Before the artists came, SoHo was a failing industrial neighborhood that the city had essentially written off. The blocks south of Houston Street and north of Canal — bounded by Broadway to the east and West Broadway to the west — were filled with cast-iron manufacturing buildings that had been emptying out since the 1950s. Factories relocated to New Jersey and the South. Freight elevators sat idle. Loading docks collected garbage. The city’s own planning commission had a name for the area in the 1960s: Hell’s Hundred Acres, so called because of the frequency of fires in the old, poorly maintained buildings.
By 1970, artists had already been moving in illegally for years. What happened next turned that quiet invasion into one of the most documented neighborhood transformations in American urban history.

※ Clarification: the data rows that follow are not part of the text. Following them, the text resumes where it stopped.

//! # Plan Execution
//!
//! Depth-first interpretation of a [`Node`] tree. Each evaluation gets a
//! [`Frame`] sized by its [`RuleEvaluation`]: the slot vector, one
//! deduplicating set per `Distinct`, one collector per aggregate and one
//! flag per negation.
//!
//! Every row a join visits and every row written costs one step against the
//! query's [`Budget`]; exceeding it aborts the evaluation with an error that
//! unwinds straight out of the plan.

mod arith;
mod node;

pub use arith::{arith, compare};
pub use node::{input_mask, Column, JoinId, Node};

use crate::ast::AggregateFunc;
use crate::error::{Diagnostics, EngineResult};
use crate::execution::{Budget, StepOutcome};
use crate::externs::ExternRegistry;
use crate::interner::Interner;
use crate::relation::Registry;
use crate::table::ColumnMask;
use crate::value::{Row, Value};
use std::collections::HashSet;
use std::sync::Arc;
use tracing::{trace, warn};

/// A plan plus everything needed to size its frame.
#[derive(Debug, Clone)]
pub struct RuleEvaluation {
    pub plan: Arc<Node>,
    pub slot_count: usize,
    /// Slots preloaded before evaluation starts
    pub constants: Vec<(usize, Value)>,
    pub distinct_count: usize,
    pub collector_count: usize,
    pub flag_count: usize,
}

impl RuleEvaluation {
    pub fn new(plan: Arc<Node>, slot_count: usize) -> Self {
        RuleEvaluation {
            plan,
            slot_count,
            constants: Vec::new(),
            distinct_count: 0,
            collector_count: 0,
            flag_count: 0,
        }
    }

    /// Same frame layout, different plan.
    pub fn with_plan(&self, plan: Arc<Node>) -> Self {
        RuleEvaluation {
            plan,
            ..self.clone()
        }
    }

    pub fn frame(&self) -> Frame {
        let mut slots = vec![Value::None; self.slot_count];
        for &(slot, value) in &self.constants {
            slots[slot] = value;
        }
        Frame {
            slots,
            distinct: vec![HashSet::new(); self.distinct_count],
            collectors: vec![Collector::default(); self.collector_count],
            flags: vec![false; self.flag_count],
            results: Vec::new(),
        }
    }
}

/// Distinct `(key, value)` pairs gathered by an aggregate. A key is one
/// value per key slot.
#[derive(Debug, Clone, Default)]
pub struct Collector {
    seen: HashSet<(Row, Value)>,
}

impl Collector {
    pub fn clear(&mut self) {
        self.seen.clear();
    }

    pub fn insert(&mut self, key: Row, value: Value) {
        self.seen.insert((key, value));
    }

    /// `None` when integer summation overflows.
    pub fn finish(&self, func: AggregateFunc) -> Option<Value> {
        match func {
            AggregateFunc::Count => Some(Value::Integer(self.seen.len() as i64)),
            AggregateFunc::Sum => {
                let mut int_sum: i64 = 0;
                let mut float_sum: f64 = 0.0;
                let mut any_float = false;
                for (_, value) in &self.seen {
                    match *value {
                        Value::Integer(v) => int_sum = int_sum.checked_add(v)?,
                        Value::Float(v) => {
                            any_float = true;
                            float_sum += v;
                        }
                        _ => {}
                    }
                }
                Some(if any_float {
                    Value::Float(float_sum + int_sum as f64)
                } else {
                    Value::Integer(int_sum)
                })
            }
        }
    }
}

/// Per-invocation evaluation state.
#[derive(Debug, Clone)]
pub struct Frame {
    pub slots: Vec<Value>,
    distinct: Vec<HashSet<(Value, Value)>>,
    collectors: Vec<Collector>,
    flags: Vec<bool>,
    /// Rows produced by `Yield`
    pub results: Vec<Row>,
}

impl Frame {
    fn template(&self, columns: &[Column]) -> (Vec<Value>, ColumnMask) {
        let mut mask = ColumnMask::EMPTY;
        let template = columns
            .iter()
            .enumerate()
            .map(|(i, c)| match *c {
                Column::Input(slot) => {
                    mask = mask.with(i);
                    self.slots[slot]
                }
                _ => Value::None,
            })
            .collect();
        (template, mask)
    }

    /// Bind the output columns of `row`; `false` if a constraint fails.
    fn accept(&mut self, columns: &[Column], row: &[Value]) -> bool {
        for (i, column) in columns.iter().enumerate() {
            match *column {
                Column::Output(slot) => self.slots[slot] = row[i],
                Column::Same(other) if row[i] != row[other] => return false,
                Column::Input(slot) if row[i] != self.slots[slot] => return false,
                _ => {}
            }
        }
        true
    }

    fn gather(&self, slots: &[usize]) -> Row {
        slots.iter().map(|&s| self.slots[s]).collect()
    }
}

/// Everything a running plan touches outside its frame.
pub struct ExecCtx<'a> {
    pub registry: &'a mut Registry,
    pub strings: &'a mut Interner,
    pub externs: &'a ExternRegistry,
    pub diagnostics: &'a mut Diagnostics,
    pub budget: &'a mut Budget,
}

impl ExecCtx<'_> {
    fn step(&mut self) -> EngineResult<()> {
        if self.budget.step()? == StepOutcome::CheckMemory {
            let used = self.registry.approx_bytes() + self.strings.approx_bytes();
            self.budget.check_memory(used)?;
        }
        Ok(())
    }
}

/// Run `evaluation` once and return the rows it yielded.
pub fn execute(evaluation: &RuleEvaluation, ctx: &mut ExecCtx<'_>) -> EngineResult<Vec<Row>> {
    let mut frame = evaluation.frame();
    run(&evaluation.plan, &mut frame, ctx)?;
    Ok(frame.results)
}

fn run(node: &Node, frame: &mut Frame, ctx: &mut ExecCtx<'_>) -> EngineResult<()> {
    match node {
        Node::Join {
            relation,
            columns,
            read,
            next,
            ..
        } => {
            let (template, mask) = frame.template(columns);
            let offsets = ctx
                .registry
                .table_mut(*relation)
                .matching(&template, mask, *read);
            for offset in offsets {
                ctx.step()?;
                let accepted = {
                    let row = ctx.registry.table(*relation).row(offset as usize);
                    frame.accept(columns, row)
                };
                if accepted {
                    run(next, frame, ctx)?;
                }
            }
        }
        Node::Write {
            relation,
            slots,
            next,
        } => {
            ctx.step()?;
            let row = frame.gather(slots);
            ctx.registry.table_mut(*relation).add(&row);
            if let Some(next) = next {
                run(next, frame, ctx)?;
            }
        }
        Node::Or { branches } => {
            for branch in branches {
                run(branch, frame, ctx)?;
            }
        }
        Node::Compare {
            op,
            left,
            right,
            next,
        } => {
            if compare(*op, frame.slots[*left], frame.slots[*right], ctx.strings) {
                run(next, frame, ctx)?;
            }
        }
        Node::Arith {
            op,
            left,
            right,
            out,
            next,
        } => {
            if let Some(value) = arith(*op, frame.slots[*left], frame.slots[*right], ctx.strings) {
                frame.slots[*out] = value;
                run(next, frame, ctx)?;
            }
        }
        Node::Copy { from, to, next } => {
            frame.slots[*to] = frame.slots[*from];
            run(next, frame, ctx)?;
        }
        Node::Distinct { state, keys, next } => {
            let first = keys.first().map_or(Value::None, |&s| frame.slots[s]);
            let second = keys.get(1).map_or(Value::None, |&s| frame.slots[s]);
            if frame.distinct[*state].insert((first, second)) {
                run(next, frame, ctx)?;
            }
        }
        Node::Aggregate {
            collector,
            func,
            out,
            inner,
            next,
        } => {
            frame.collectors[*collector].clear();
            run(inner, frame, ctx)?;
            match frame.collectors[*collector].finish(*func) {
                Some(value) => {
                    frame.slots[*out] = value;
                    run(next, frame, ctx)?;
                }
                None => trace!(%func, "aggregate_overflow"),
            }
        }
        Node::Collect {
            collector,
            value,
            keys,
        } => {
            let key = frame.gather(keys);
            let value = frame.slots[*value];
            frame.collectors[*collector].insert(key, value);
        }
        Node::Negate { flag, inner, next } => {
            frame.flags[*flag] = false;
            run(inner, frame, ctx)?;
            if !frame.flags[*flag] {
                run(next, frame, ctx)?;
            }
        }
        Node::NotTerminator { flag } => frame.flags[*flag] = true,
        Node::NotIn {
            relation,
            slots,
            next,
        } => {
            let row = frame.gather(slots);
            let mask = ColumnMask::full(row.len());
            let present = !ctx
                .registry
                .table_mut(*relation)
                .matching(&row, mask, crate::table::Window::Full)
                .is_empty();
            if !present {
                run(next, frame, ctx)?;
            }
        }
        Node::Extern {
            name,
            function,
            columns,
            next,
        } => {
            let (args, _) = frame.template(columns);
            let rows = match ctx.externs.call(*function, &args, ctx.strings) {
                Ok(rows) => rows,
                Err(error) => {
                    warn!(name = %name, error = %error, "extern_failed");
                    ctx.diagnostics.report(error);
                    return Ok(());
                }
            };
            for row in rows {
                ctx.step()?;
                if frame.accept(columns, &row) {
                    run(next, frame, ctx)?;
                }
            }
        }
        Node::Yield { slots } => {
            let row = frame.gather(slots);
            frame.results.push(row);
        }
        Node::Empty => {}
    }
    Ok(())
}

Why Artists Came and What They Found
The buildings were the reason. SoHo’s cast-iron lofts — wide-open floors with high ceilings, large windows, and square footage that no artist could afford anywhere else in Manhattan — were exactly what painters and sculptors needed. A sculptor working in steel or a painter making canvases twelve feet wide had no use for a conventional apartment. These lofts offered space measured in thousands of square feet, often for rents that a working artist could manage, at least in the early years.
Living there was technically illegal. The buildings were zoned for manufacturing, not residential use. Artists signed leases as “commercial tenants” and then quietly moved in mattresses, hot plates, and art supplies. The city knew this was happening and largely looked away, partly because the alternative was buildings that generated no rent and no tax revenue at all.